Lyon-Turin : malgré le discours rassurant de Macron, des doutes subsistent

Lors du sommet franco-italien de mercredi soir, Emmanuel Macron a voulu rassurer l'Europe et l'Italie ainsi que les partisans du Lyon-Turin sur les engagements français concernant cette infrastructure. Si la participation française sur la partie transfrontalière semble être désormais difficilement remis en cause, certaines déclarations du Président concernant les accès français maintiennent, pour leur part, le doute autour de ce projet pharaonique de liaison ferroviaire. La question des financements est, elle aussi, loin d'être réglée.
(Crédits : Elysée)

A côté du dossier brûlant de la reprise des chantiers navals STX, un autre cas, non moins épineux, était également au menu du sommet franco-italien, ce mercredi, dans la capitale rhodanienne : celui du Lyon-Turin. Et le moins que l'on puisse dire, c'est que la position de la France, au sortir de cette rencontre, n'est pas aussi explicite qu'elle y paraît.

Emmanuel Macron a certes réaffirmé l'engagement de la France dans la réalisation de la ligne ferroviaire de transports de marchandise et de passagers Lyon-Turin. Il a notamment assuré que "nous sommes l'un et l'autre pleinement engagés", tandis que le président du conseil italien Paolo Gentiloni s'est pour sa part félicité que le Lyon-Turin "sorte renforcé" de ce 34e sommet.

Après avoir annoncé à l'été une "pause" des grands projets d'infrastructures - dont le Lyon-Turin - la France a semble-t-il voulu rassurer ses partenaires européens et italiens, alors que des financements européens ont déjà été engagés. Elle paraît désormais apte à réétudier et relancer certains de ces grands projets, comme cette liaison ferroviaire, l'un des projets européens les plus massifs actuellement en élaboration.

Revoir la copie

Cependant, sur certains points, la copie doit encore être revue. Des doutes subsistent plus particulièrement sur les accès français de ce chantier pharaonique, dont le coût global est estimé à 26 milliards d'euros minimum.

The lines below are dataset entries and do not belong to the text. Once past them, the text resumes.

//! Global settings loaded from TOML.
//!
//! - `init_custom(toml_content)` sets a custom TOML before first `settings()` call
//! - `settings()` returns `&'static Settings` (lazy-init singleton)
//! - Default values are embedded via `include_str!("default_settings.toml")`

use std::sync::OnceLock;
use std::time::Duration;

use serde::Deserialize;

use crate::pattern::{self, TapPattern};
use crate::table::EmptySlotPolicy;

pub const DEFAULT_SETTINGS_TOML: &str = include_str!("default_settings.toml");

static CUSTOM_TOML: OnceLock<String> = OnceLock::new();

/// Set custom TOML before first `settings()` call.
pub fn init_custom(toml_content: String) -> Result<(), SettingsError> {
    parse_settings_toml(&toml_content)?;
    CUSTOM_TOML
        .set(toml_content)
        .map_err(|_| SettingsError::AlreadyInitialized)
}

/// Get or initialize the global settings singleton.
pub fn settings() -> &'static Settings {
    static INSTANCE: OnceLock<Settings> = OnceLock::new();
    INSTANCE.get_or_init(|| {
        let toml_str = CUSTOM_TOML
            .get()
            .map(|s| s.as_str())
            .unwrap_or(DEFAULT_SETTINGS_TOML);
        parse_settings_toml(toml_str).expect("settings TOML must be valid")
    })
}

/// Returns the embedded default settings TOML content.
pub fn default_toml() -> &'static str {
    DEFAULT_SETTINGS_TOML
}

#[derive(Debug, thiserror::Error)]
pub enum SettingsError {
    #[error("TOML parse error: {0}")]
    Parse(String),
    #[error("invalid value for {field}: {reason}")]
    InvalidValue { field: String, reason: String },
    #[error("settings already initialized")]
    AlreadyInitialized,
}

#[derive(Debug, Clone, Deserialize)]
pub struct Settings {
    pub multitap: MultiTapSettings,
    #[serde(default)]
    pub maps: MapSettings,
    #[serde(default)]
    pub mouse: MouseSettings,
    #[serde(skip)]
    mouse_exit_parsed: Vec<TapPattern>,
}

impl Settings {
    /// Default mouse-mode exit sequence, decoded.
    pub fn mouse_exit(&self) -> &[TapPattern] {
        &self.mouse_exit_parsed
    }
}

#[derive(Debug, Clone, Deserialize)]
pub struct MultiTapSettings {
    pub timeout_ms: u64,
    #[serde(default = "default_loop_taps")]
    pub loop_taps: bool,
}

impl MultiTapSettings {
    pub fn timeout(&self) -> Duration {
        Duration::from_millis(self.timeout_ms)
    }
}

impl Default for MultiTapSettings {
    fn default() -> Self {
        Self {
            timeout_ms: 300,
            loop_taps: true,
        }
    }
}

fn default_loop_taps() -> bool {
    true
}

#[derive(Debug, Clone, Default, Deserialize)]
pub struct MapSettings {
    #[serde(default)]
    pub empty_slots: EmptySlotPolicy,
}

#[derive(Debug, Clone, Deserialize)]
pub struct MouseSettings {
    #[serde(default = "default_exit_sequence")]
    pub exit_sequence: Vec<String>,
}

impl Default for MouseSettings {
    fn default() -> Self {
        Self {
            exit_sequence: default_exit_sequence(),
        }
    }
}

fn default_exit_sequence() -> Vec<String> {
    vec!["01111".to_string()]
}

pub fn parse_settings_toml(toml_str: &str) -> Result<Settings, SettingsError> {
    let mut s: Settings =
        toml::from_str(toml_str).map_err(|e| SettingsError::Parse(e.to_string()))?;
    validate(&s)?;
    s.mouse_exit_parsed = parse_exit_sequence(&s.mouse.exit_sequence)?;
    Ok(s)
}

fn parse_exit_sequence(raw: &[String]) -> Result<Vec<TapPattern>, SettingsError> {
    raw.iter()
        .enumerate()
        .map(|(i, text)| {
            pattern::decode(text).map_err(|e| SettingsError::InvalidValue {
                field: format!("mouse.exit_sequence[{i}]"),
                reason: e.to_string(),
            })
        })
        .collect()
}

fn validate(s: &Settings) -> Result<(), SettingsError> {
    if s.multitap.timeout_ms == 0 {
        return Err(SettingsError::InvalidValue {
            field: "multitap.timeout_ms".to_string(),
            reason: "must be positive".to_string(),
        });
    }
    if s.mouse.exit_sequence.is_empty() {
        return Err(SettingsError::InvalidValue {
            field: "mouse.exit_sequence".to_string(),
            reason: "must name at least one pattern".to_string(),
        });
    }
    Ok(())
}

#[cfg(test)]
mod tests {
    use super::*;

    #[test]
    fn parse_default_toml() {
        let s = parse_settings_toml(DEFAULT_SETTINGS_TOML).unwrap();
        assert_eq!(s.multitap.timeout_ms, 300);
        assert_eq!(s.multitap.timeout(), Duration::from_millis(300));
        assert!(s.multitap.loop_taps);
        assert_eq!(s.maps.empty_slots, EmptySlotPolicy::Aligned);
        assert_eq!(s.mouse.exit_sequence, vec!["01111".to_string()]);
        assert_eq!(s.mouse_exit(), &[pattern::decode("01111").unwrap()]);
    }

    #[test]
    fn parse_valid_custom_toml() {
        let toml = r#"
[multitap]
timeout_ms = 450
loop_taps = false

[maps]
empty_slots = "compact"

[mouse]
exit_sequence = ["11111", "11111"]
"#;
        let s = parse_settings_toml(toml).unwrap();
        assert_eq!(s.multitap.timeout_ms, 450);
        assert!(!s.multitap.loop_taps);
        assert_eq!(s.maps.empty_slots, EmptySlotPolicy::Compact);
        assert_eq!(s.mouse_exit().len(), 2);
    }

    #[test]
    fn optional_sections_take_defaults() {
        let s = parse_settings_toml("[multitap]\ntimeout_ms = 250\n").unwrap();
        assert!(s.multitap.loop_taps);
        assert_eq!(s.maps.empty_slots, EmptySlotPolicy::Aligned);
        assert_eq!(s.mouse_exit(), &[pattern::decode("01111").unwrap()]);
    }

    #[test]
    fn error_zero_timeout() {
        let err = parse_settings_toml("[multitap]\ntimeout_ms = 0\n").unwrap_err();
        assert!(matches!(err, SettingsError::InvalidValue { .. }));
        assert!(err.to_string().contains("multitap.timeout_ms"));
    }

    #[test]
    fn error_bad_exit_pattern() {
        let toml = r#"
[multitap]
timeout_ms = 300

[mouse]
exit_sequence = ["01111", "2"]
"#;
        let err = parse_settings_toml(toml).unwrap_err();
        assert!(err.to_string().contains("mouse.exit_sequence[1]"));
    }

    #[test]
    fn error_empty_exit_sequence() {
        let toml = "[multitap]\ntimeout_ms = 300\n[mouse]\nexit_sequence = []\n";
        let err = parse_settings_toml(toml).unwrap_err();
        assert!(err.to_string().contains("mouse.exit_sequence"));
    }

    #[test]
    fn error_unknown_slot_policy() {
        let toml = "[multitap]\ntimeout_ms = 300\n[maps]\nempty_slots = \"sparse\"\n";
        let err = parse_settings_toml(toml).unwrap_err();
        assert!(matches!(err, SettingsError::Parse(_)));
    }

    #[test]
    fn error_invalid_toml() {
        let err = parse_settings_toml("not valid toml {{{").unwrap_err();
        assert!(matches!(err, SettingsError::Parse(_)));
    }

    #[test]
    fn error_missing_section() {
        let err = parse_settings_toml("[maps]\nempty_slots = \"aligned\"\n").unwrap_err();
        assert!(matches!(err, SettingsError::Parse(_)));
    }
}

"Ce projet, on ne peut pas le faire réussir avec les idées d'il y a 20 ans, quand il a été imaginé", a expliqué Emmanuel Macron.

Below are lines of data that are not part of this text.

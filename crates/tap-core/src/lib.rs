pub mod keys;
pub mod modifiers;
pub mod pattern;
pub mod sequence;
pub mod settings;
pub mod table;

pub use pattern::{PatternError, TapPattern};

Une position qui se retrouve dans le texte final de la rencontre franco-italienne. S'il ne mentionne plus cette pause, la France rappelle la "réflexion" en cours sur "les grands projets d'infrastructure" (alors que les assises de la mobilité se déroulent jusqu'au mois de décembre), annonçant même des décisions pour le 1er trimestre 2018. Celles-ci pourraient notamment concerner les modalités de financement français du tunnel international, alors que le flou demeure sur ce sujet. Un sujet sensible alors que la Cour des comptes a estimé, dans un rapport d'août 2016, que l'infrastructure était hors de portée budgétairement.

Pour rappel, le futur tunnel transfrontalier, long de 57,5 km - estimé à environ 8,5 milliards d'euros-, doit être financé à 40 % par l'Union européenne, mais aussi à 35 % par l'Italie et 25 % par la France, soit environ 2,2 milliards d'euros. Si des pistes de financement avaient été avancées, comme la collecte de deniers via l'Eurovignette, à ce jour, aucune décision n'a été actée.

Quid des accès français ?

Au-delà du financement français, le questionnement désormais au cœur du projet, du moins du côté français, est celui des accès nationaux. Le projet doit "s'adapter aux modes de mobilité contemporains", des mobilités "plus écologiques, plus intelligentes", a précisé mercredi soir M. Macron. "Il faudra développer sur le plan stratégique cet axe au-delà du tunnel de base", a-t-il ajouté.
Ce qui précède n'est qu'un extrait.